JMH:微基准测试工具简介
简介
JMH(Java Microbenchmark Harness)是2013由JIT的相关开发人员开发,后来归入了OpenJDK。Micro Benchmark的含义可理解为在 method 层面上的 benchmark。当需要对热点函数进行进一步的优化时,就可以使用 JMH 对优化的效果进行定量的分析。
官方文档是这样介绍JMH的:JMH is a Java harness for building, running, and analysing nano/micro/milli/macro benchmarks written in Java and other languages targetting the JVM.

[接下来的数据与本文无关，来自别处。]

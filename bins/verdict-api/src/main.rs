mod auth;
mod handlers;
mod metrics;
mod problems;
mod routes;
mod ws;

use anyhow::Context;
use redis::aio::ConnectionManager;
use std::sync::Arc;
use tokio::net::TcpListener;
use tracing::info;
use verdict_common::config::Config;
use verdict_common::store::SubmissionStore;

pub struct AppState {
    pub store: SubmissionStore,
    pub redis: ConnectionManager,
    pub http: reqwest::Client,
    pub sessions: ws::SessionRegistry,
    pub config: Config,
}

#[tokio::main]
async fn main() -> anyhow::Result<()> {
    tracing_subscriber::fmt()
        .with_env_filter(
            tracing_subscriber::EnvFilter::try_from_default_env()
                .unwrap_or_else(|_| tracing_subscriber::EnvFilter::new("info")),
        )
        .with_target(false)
        .init();

    info!("Verdict API booting...");

    let config = Config::from_env()?;

    let store = SubmissionStore::connect(&config.mongo_uri, &config.mongo_db)
        .await
        .context("Failed to connect to MongoDB")?;
    info!("Connected to MongoDB: {}", config.mongo_uri);

    let redis_url = config.redis_url();
    let client = redis::Client::open(redis_url.as_str())
        .context("Failed to create Redis client")?;
    let redis_conn = ConnectionManager::new(client)
        .await
        .context("Failed to connect to Redis")?;
    info!("Connected to Redis: {}", redis_url);

    let port = config.port;
    let state = Arc::new(AppState {
        store,
        redis: redis_conn,
        http: reqwest::Client::new(),
        sessions: ws::SessionRegistry::new(),
        config,
    });

    let app = routes::routes().with_state(state);

    let addr = format!("0.0.0.0:{}", port);
    let listener = TcpListener::bind(&addr)
        .await
        .with_context(|| format!("Failed to bind to {}", addr))?;

    info!("HTTP server listening on {}", addr);
    info!("Ready to accept submissions");

    axum::serve(listener, app).await.context("Server error")?;
    Ok(())
}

– JMH可以对运行在JVM上的所有语言做基准测试,而且可以分析到纳秒级别。
JMH使用方法
- 使用独立机器在命令行中运行使用Maven构建的依赖于被测试程序的jar文件(官方推荐用法);
- 在IDEA中运行基准测试;
官方推荐用法
JMH官方推荐用法是使用命令行的方式,之所以推荐使用命令行是因为性能测试时要尽量减少其他因素(例开发环境会运行很多其他的程序)对测试结果造成影响,使测试结果与实际运行结果尽量一致,使用命令行测试的关键在第3步-即应该尽量在独立稳定且接近生产的环境中运行测试jar包,而前2步则可以在IDE中完成。
1. 使用Maven生成JMH项目:
$ mvn archetype:generate \
-DinteractiveMode=false \
-DarchetypeGroupId=org.openjdk.jmh \
-DarchetypeArtifactId=jmh-java-benchmark-archetype \
-DgroupId=org.sample \
-DartifactId=test \
-Dversion=1.0
- 构建打包:
$ cd test/
$ mvn clean install
注意:jar文件的名称取决于pom文件
<configuration>
<finalName>microbenchmarks</finalName>
<transformers>
<transformer implementation="org.apache.maven.plugins.shade.resource.ManifestResourceTransformer">
<mainClass>org.openjdk.jmh.Main</mainClass>
</transformer>
</transformers>
</configuration>
- 运行构建好的jar文件:
$ java -jar target/benchmarks.jar
在IDEA中使用JMH
由于要得到准确的测试结果往往需要比较长的时间且稳定的环境,官方所推荐用法更适合于专职测试开发使用,所以在这里着重介绍适用于开发人员使用的IDE中进行微基准测试,下面以IDEA为例进行介绍:
1. 项目中引入JMH相关依赖
JDK1起内部集成JMH,JDK12之前需要引入额外的jar包
<dependency>
<groupId>org.openjdk.jmh</groupId>
<artifactId>jmh-core</artifactId>
<version>1.21</version>
</dependency>
<dependency>
<groupId>org.openjdk.jmh</groupId>
<artifactId>jmh-generator-annprocess</artifactId>
<version>1.21</version>
<scope>test</scope>
</dependency>
- IDEA中安装JMH Plugin插件
-
IDEA中启用注解处理
File --> Setting --> Build execution... --> Compiler --> Annotation Processors --> Enable annotation processing
-
Windows操作系统下IDEA中配置系统变量
-
编写测试代码
public class PSTest {
@Benchmark
@Warmup(iterations = 3, time = 1, timeUnit = TimeUnit.SECONDS)
@Fork(1)
@Threads(2)
@BenchmarkMode(Mode.Throughput)
@Measurement(iterations = 3, time = 1 ,timeUnit = TimeUnit.SECONDS)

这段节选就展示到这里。